### WHAT TO WORK ON
All of these records need to be duplicated exactly.

### RECORDS PROVIDED
▬▬▬▬▬▬▬▬▬▬

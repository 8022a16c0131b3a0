//! Item registry and the player's inventory.

use crate::battle::state::TurnRng;
use crate::errors::{CatalogError, CatalogResult};
use schema::{ItemData, ItemEffect, ItemRarity};
use serde::{Deserialize, Serialize};
use std::collections::HashMap;

const EMBEDDED_ITEMS: &str = include_str!("../data/items.ron");

/// Display name prefix of generated skill books.
pub const SKILL_BOOK_PREFIX: &str = "Skill Book: ";

#[derive(Debug, Clone, Default)]
pub struct ItemCatalog {
    items: HashMap<String, ItemData>,
    order: Vec<String>,
}

impl ItemCatalog {
    pub fn embedded() -> CatalogResult<Self> {
        Self::from_ron_str(EMBEDDED_ITEMS)
    }

    pub fn from_ron_str(source: &str) -> CatalogResult<Self> {
        let entries: Vec<ItemData> = ron::from_str(source).map_err(|e| CatalogError::Malformed {
            kind: "item",
            details: e.to_string(),
        })?;
        let mut catalog = Self::default();
        for item in entries {
            if catalog.items.contains_key(&item.name) {
                return Err(CatalogError::Duplicate {
                    kind: "item",
                    name: item.name,
                });
            }
            catalog.order.push(item.name.clone());
            catalog.items.insert(item.name.clone(), item);
        }
        tracing::debug!(count = catalog.order.len(), "item catalog loaded");
        Ok(catalog)
    }

    pub fn get(&self, name: &str) -> CatalogResult<&ItemData> {
        self.items
            .get(name)
            .ok_or_else(|| CatalogError::UnknownItem(name.to_string()))
    }

    /// Items eligible as wild-battle loot, in load order.
    pub fn drop_pool(&self) -> Vec<&ItemData> {
        self.order
            .iter()
            .filter_map(|name| self.items.get(name))
            .filter(|item| item.droppable)
            .collect()
    }

    /// Picks one droppable item, weighted by rarity.
    pub fn roll_drop(&self, rng: &mut TurnRng) -> Option<ItemData> {
        let pool = self.drop_pool();
        let total: u32 = pool.iter().map(|item| item.rarity.drop_weight()).sum();
        if total == 0 {
            return None;
        }
        let mut pick = rng.next_outcome("loot rarity") * total as f64;
        for item in &pool {
            let weight = item.rarity.drop_weight() as f64;
            if pick < weight {
                return Some((*item).clone());
            }
            pick -= weight;
        }
        pool.last().map(|item| (*item).clone())
    }

    /// Builds the book item a blind box turns into.
    pub fn skill_book(skill: &str) -> ItemData {
        ItemData {
            name: format!("{}{}", SKILL_BOOK_PREFIX, skill),
            effect: ItemEffect::SkillBook {
                skill: skill.to_string(),
            },
            price: 0,
            rarity: ItemRarity::Epic,
            droppable: false,
            description: format!("Teaches {}.", skill),
        }
    }

    pub fn len(&self) -> usize {
        self.order.len()
    }

    pub fn is_empty(&self) -> bool {
        self.order.is_empty()
    }
}

/// Ordered bag of items. Duplicates occupy separate slots.
#[derive(Serialize, Deserialize, Debug, Clone, Default, PartialEq)]
pub struct Inventory {
    slots: Vec<ItemData>,
}

impl Inventory {
    pub fn new() -> Self {
        Self::default()
    }

    pub fn add(&mut self, item: ItemData) {
        self.slots.push(item);
    }

    pub fn get(&self, index: usize) -> Option<&ItemData> {
        self.slots.get(index)
    }

    pub fn remove(&mut self, index: usize) -> Option<ItemData> {
        if index < self.slots.len() {
            Some(self.slots.remove(index))
        } else {
            None
        }
    }

    pub fn position(&self, name: &str) -> Option<usize> {
        self.slots.iter().position(|item| item.name == name)
    }

    pub fn count(&self, name: &str) -> usize {
        self.slots.iter().filter(|item| item.name == name).count()
    }

    pub fn iter(&self) -> impl Iterator<Item = &ItemData> {
        self.slots.iter()
    }

    pub fn len(&self) -> usize {
        self.slots.len()
    }

    pub fn is_empty(&self) -> bool {
        self.slots.is_empty()
    }
}

#[cfg(test)]
mod tests {
    use super::*;
    use pretty_assertions::assert_eq;

    #[test]
    fn test_roll_drop_walks_weights() {
        let catalog = ItemCatalog::embedded().unwrap();
        // First item in the pool is the common Potion.
        let mut rng = TurnRng::new_for_test(vec![0.0]);
        assert_eq!(catalog.roll_drop(&mut rng).map(|i| i.name), Some("Potion".to_string()));

        let mut rng = TurnRng::new_for_test(vec![0.999_999]);
        assert_eq!(
            catalog.roll_drop(&mut rng).map(|i| i.name),
            Some("Skill Blind Box".to_string())
        );
    }

    #[test]
    fn test_skill_book_naming() {
        let book = ItemCatalog::skill_book("Budget Axe");
        assert_eq!(book.name, "Skill Book: Budget Axe");
        assert!(!book.droppable);
    }

    #[test]
    fn test_inventory_slots() {
        let catalog = ItemCatalog::embedded().unwrap();
        let mut inventory = Inventory::new();
        inventory.add(catalog.get("Potion").unwrap().clone());
        inventory.add(catalog.get("Potion").unwrap().clone());
        inventory.add(catalog.get("SP Tonic").unwrap().clone());

        assert_eq!(inventory.count("Potion"), 2);
        assert_eq!(inventory.position("SP Tonic"), Some(2));
        assert_eq!(inventory.remove(0).map(|i| i.name), Some("Potion".to_string()));
        assert_eq!(inventory.len(), 2);
        assert!(inventory.remove(9).is_none());
    }
}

▬▬▬▬▬▬▬▬▬▬

### EXERCISE RESULT
repository 8022a16c0131b3a0
//! Item registry and the player's inventory.

use crate::battle::state::TurnRng;
use crate::errors::{CatalogError, CatalogResult};
use schema::{ItemData, ItemEffect, ItemRarity};
use serde::{Deserialize, Serialize};
use std::collections::HashMap;

const EMBEDDED_ITEMS: &str = include_str!("../data/items.ron");

/// Display name prefix of generated skill books.
pub const SKILL_BOOK_PREFIX: &str = "Skill Book: ";

#[derive(Debug, Clone, Default)]
pub struct ItemCatalog {
    items: HashMap<String, ItemData>,
    order: Vec<String>,
}

impl ItemCatalog {
    pub fn embedded() -> CatalogResult<Self> {
        Self::from_ron_str(EMBEDDED_ITEMS)
    }

    pub fn from_ron_str(source: &str) -> CatalogResult<Self> {
        let entries: Vec<ItemData> = ron::from_str(source).map_err(|e| CatalogError::Malformed {
            kind: "item",
            details: e.to_string(),
        })?;
        let mut catalog = Self::default();
        for item in entries {
            if catalog.items.contains_key(&item.name) {
                return Err(CatalogError::Duplicate {
                    kind: "item",
                    name: item.name,
                });
            }
            catalog.order.push(item.name.clone());
            catalog.items.insert(item.name.clone(), item);
        }
        tracing::debug!(count = catalog.order.len(), "item catalog loaded");
        Ok(catalog)
    }

    pub fn get(&self, name: &str) -> CatalogResult<&ItemData> {
        self.items
            .get(name)
            .ok_or_else(|| CatalogError::UnknownItem(name.to_string()))
    }

    /// Items eligible as wild-battle loot, in load order.
    pub fn drop_pool(&self) -> Vec<&ItemData> {
        self.order
            .iter()
            .filter_map(|name| self.items.get(name))
            .filter(|item| item.droppable)
            .collect()
    }

    /// Picks one droppable item, weighted by rarity.
    pub fn roll_drop(&self, rng: &mut TurnRng) -> Option<ItemData> {
        let pool = self.drop_pool();
        let total: u32 = pool.iter().map(|item| item.rarity.drop_weight()).sum();
        if total == 0 {
            return None;
        }
        let mut pick = rng.next_outcome("loot rarity") * total as f64;
        for item in &pool {
            let weight = item.rarity.drop_weight() as f64;
            if pick < weight {
                return Some((*item).clone());
            }
            pick -= weight;
        }
        pool.last().map(|item| (*item).clone())
    }

    /// Builds the book item a blind box turns into.
    pub fn skill_book(skill: &str) -> ItemData {
        ItemData {
            name: format!("{}{}", SKILL_BOOK_PREFIX, skill),
            effect: ItemEffect::SkillBook {
                skill: skill.to_string(),
            },
            price: 0,
            rarity: ItemRarity::Epic,
            droppable: false,
            description: format!("Teaches {}.", skill),
        }
    }

    pub fn len(&self) -> usize {
        self.order.len()
    }

    pub fn is_empty(&self) -> bool {
        self.order.is_empty()
    }
}

/// Ordered bag of items. Duplicates occupy separate slots.
#[derive(Serialize, Deserialize, Debug, Clone, Default, PartialEq)]
pub struct Inventory {
    slots: Vec<ItemData>,
}

impl Inventory {
    pub fn new() -> Self {
        Self::default()
    }

    pub fn add(&mut self, item: ItemData) {
        self.slots.push(item);
    }

    pub fn get(&self, index: usize) -> Option<&ItemData> {
        self.slots.get(index)
    }

    pub fn remove(&mut self, index: usize) -> Option<ItemData> {
        if index < self.slots.len() {
            Some(self.slots.remove(index))
        } else {
            None
        }
    }

    pub fn position(&self, name: &str) -> Option<usize> {
        self.slots.iter().position(|item| item.name == name)
    }

    pub fn count(&self, name: &str) -> usize {
        self.slots.iter().filter(|item| item.name == name).count()
    }

    pub fn iter(&self) -> impl Iterator<Item = &ItemData> {
        self.slots.iter()
    }

    pub fn len(&self) -> usize {
        self.slots.len()
    }

    pub fn is_empty(&self) -> bool {
        self.slots.is_empty()
    }
}

#[cfg(test)]
mod tests {
    use super::*;
    use pretty_assertions::assert_eq;

    #[test]
    fn test_roll_drop_walks_weights() {
        let catalog = ItemCatalog::embedded().unwrap();
        // First item in the pool is the common Potion.
        let mut rng = TurnRng::new_for_test(vec![0.0]);
        assert_eq!(catalog.roll_drop(&mut rng).map(|i| i.name), Some("Potion".to_string()));

        let mut rng = TurnRng::new_for_test(vec![0.999_999]);
        assert_eq!(
            catalog.roll_drop(&mut rng).map(|i| i.name),
            Some("Skill Blind Box".to_string())
        );
    }

    #[test]
    fn test_skill_book_naming() {
        let book = ItemCatalog::skill_book("Budget Axe");
        assert_eq!(book.name, "Skill Book: Budget Axe");
        assert!(!book.droppable);
    }

    #[test]
    fn test_inventory_slots() {
        let catalog = ItemCatalog::embedded().unwrap();
        let mut inventory = Inventory::new();
        inventory.add(catalog.get("Potion").unwrap().clone());
        inventory.add(catalog.get("Potion").unwrap().clone());
        inventory.add(catalog.get("SP Tonic").unwrap().clone());

        assert_eq!(inventory.count("Potion"), 2);
        assert_eq!(inventory.position("SP Tonic"), Some(2));
        assert_eq!(inventory.remove(0).map(|i| i.name), Some("Potion".to_string()));
        assert_eq!(inventory.len(), 2);
        assert!(inventory.remove(9).is_none());
    }
}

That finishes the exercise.